Single word request: practice based on non-strict criteria
An academically suitable word may be one of the hyphenated adjectives based (amusingly, given your medical context) on ill. All are based on the idea that a solution or decision is to be based on some information but that the information is too poor to lead to a reliable result, or of such a nature that the result is very sensitive to small changes in the information.
Three candidates are ill-conditioned, ill-defined, ill-posed.
ill-defined = not clearly explained, described, or shown
Cambridge
ill-conditioned = In non-mathematical terms, an ill-conditioned problem is one where, for a small change in the inputs (the independent variables or the right-hand-side of an equation) there is a large change in the answer or dependent variable. This means that the correct solution/answer to the equation becomes hard to find
Wikipedia
ill-posed:
The mathematical term well-posed problem stems from a definition given by 20th-century French mathematician Jacques Hadamard. He believed that mathematical models of physical phenomena should have the properties that:
a solution exists; the solution is unique; the solution's behaviour changes continuously with the initial conditions.
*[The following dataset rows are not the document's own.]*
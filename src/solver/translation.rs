//! Componentwise adaptive-voting TLS translation estimator (spec.md §4.4
//! Translation estimator).
//!
//! Once rotation is fixed, translation decouples per axis: for each of
//! `x`/`y`/`z`, sweep over the candidate intervals `[r_k - c_hat, r_k +
//! c_hat]` induced by every residual `r_k = t_k - R s_k` and report the
//! centroid of the residuals falling under whichever point is covered by
//! the most intervals (the maximum-overlap consensus set).

use nalgebra::{Matrix3xX, Vector3};

/// Result of the three independent per-axis TLS translation fits.
pub struct TranslationFit {
    /// The estimated translation.
    pub translation: Vector3<f64>,
    /// Indices (into the matched-point columns) whose residual fell inside
    /// the winning consensus interval on *every* axis.
    pub inliers: Vec<usize>,
}

/// `s` and `t` are `3xM` matrices of rotated-source and target points
/// respectively (i.e. `t.column(k) - r * s.column(k)` is the per-point
/// translation residual); `noise_bound` is `c_hat`.
#[must_use]
pub fn solve_translation(s_rotated: &Matrix3xX<f64>, t: &Matrix3xX<f64>, noise_bound: f64) -> TranslationFit {
    let m = s_rotated.ncols();
    if m == 0 {
        return TranslationFit {
            translation: Vector3::zeros(),
            inliers: Vec::new(),
        };
    }

    let residuals: Vec<Vector3<f64>> = (0..m).map(|k| t.column(k) - s_rotated.column(k)).collect();

    let mut translation = Vector3::zeros();
    let mut axis_inliers: [Vec<usize>; 3] = [Vec::new(), Vec::new(), Vec::new()];
    for axis in 0..3 {
        let values: Vec<f64> = residuals.iter().map(|r| r[axis]).collect();
        let (estimate, inliers) = max_overlap_consensus(&values, noise_bound);
        translation[axis] = estimate;
        axis_inliers[axis] = inliers;
    }

    let inliers: Vec<usize> = (0..m)
        .filter(|k| axis_inliers.iter().all(|set| set.binary_search(k).is_ok()))
        .collect();

    TranslationFit { translation, inliers }
}

/// Interval-stabbing sweep: among the intervals `[v_k - c, v_k + c]`, finds a
/// point covered by the most intervals and returns the mean of the
/// contributing `v_k` together with their (sorted) indices.
fn max_overlap_consensus(values: &[f64], c: f64) -> (f64, Vec<usize>) {
    #[derive(Clone, Copy)]
    enum Kind {
        Start,
        End,
    }
    let mut events: Vec<(f64, Kind, usize)> = Vec::with_capacity(values.len() * 2);
    for (k, &v) in values.iter().enumerate() {
        events.push((v - c, Kind::Start, k));
        events.push((v + c, Kind::End, k));
    }
    // Process all starts at a given coordinate before ends at the same
    // coordinate, so a zero-width overlap still counts both endpoints.
    events.sort_by(|a, b| {
        a.0.partial_cmp(&b.0)
            .unwrap_or(core::cmp::Ordering::Equal)
            .then_with(|| match (a.1, b.1) {
                (Kind::Start, Kind::End) => core::cmp::Ordering::Less,
                (Kind::End, Kind::Start) => core::cmp::Ordering::Greater,
                _ => core::cmp::Ordering::Equal,
            })
    });

    let mut active: Vec<usize> = Vec::new();
    let mut best: Vec<usize> = Vec::new();
    for (_, kind, k) in events {
        match kind {
            Kind::Start => {
                active.push(k);
                if active.len() > best.len() {
                    best = active.clone();
                }
            }
            Kind::End => {
                if let Some(pos) = active.iter().position(|&x| x == k) {
                    active.remove(pos);
                }
            }
        }
    }

    if best.is_empty() {
        return (0.0, Vec::new());
    }
    best.sort_unstable();
    #[allow(clippy::cast_precision_loss)]
    let mean = best.iter().map(|&k| values[k]).sum::<f64>() / (best.len() as f64);
    (mean, best)
}

#[cfg(test)]
mod tests {
    use super::*;

    #[test]
    fn recovers_translation_with_outliers() {
        let true_t = Vector3::new(1.5, -2.0, 0.25);
        let mut s = Matrix3xX::<f64>::zeros(20);
        let mut t = Matrix3xX::<f64>::zeros(20);
        for k in 0..20 {
            #[allow(clippy::cast_precision_loss)]
            let v = Vector3::new(k as f64, (k as f64) * 0.3, -(k as f64) * 0.1);
            s.set_column(k, &v);
            t.set_column(k, &(v + true_t));
        }
        // Corrupt a minority with large translation offsets.
        t.set_column(0, &(s.column(0) + Vector3::new(50.0, 0.0, 0.0)));
        t.set_column(19, &(s.column(19) + Vector3::new(0.0, -80.0, 0.0)));

        let fit = solve_translation(&s, &t, 1e-2);
        assert!((fit.translation - true_t).norm() < 1e-6, "{:?}", fit.translation);
        assert!(!fit.inliers.contains(&0));
        assert!(!fit.inliers.contains(&19));
        assert!(fit.inliers.len() >= 17);
    }

    #[test]
    fn empty_input_yields_zero_translation() {
        let s = Matrix3xX::<f64>::zeros(0);
        let t = Matrix3xX::<f64>::zeros(0);
        let fit = solve_translation(&s, &t, 1.0);
        assert_eq!(fit.translation, Vector3::zeros());
        assert!(fit.inliers.is_empty());
    }
}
Examples of archetypal well-posed problems include the Dirichlet problem for Laplace's equation, and the heat equation with specified initial conditions. These might be regarded as 'natural' problems in that there are physical processes modelled by these problems.
Problems that are not well-posed in the sense of Hadamard are termed ill-posed. Inverse problems are often ill-posed. For example, the inverse heat equation, deducing a previous distribution of temperature from final data, is not well-posed in that the solution is highly sensitive to changes in the final data.
Wikipedia
The academic precision of the last term may be the best fit to your specification.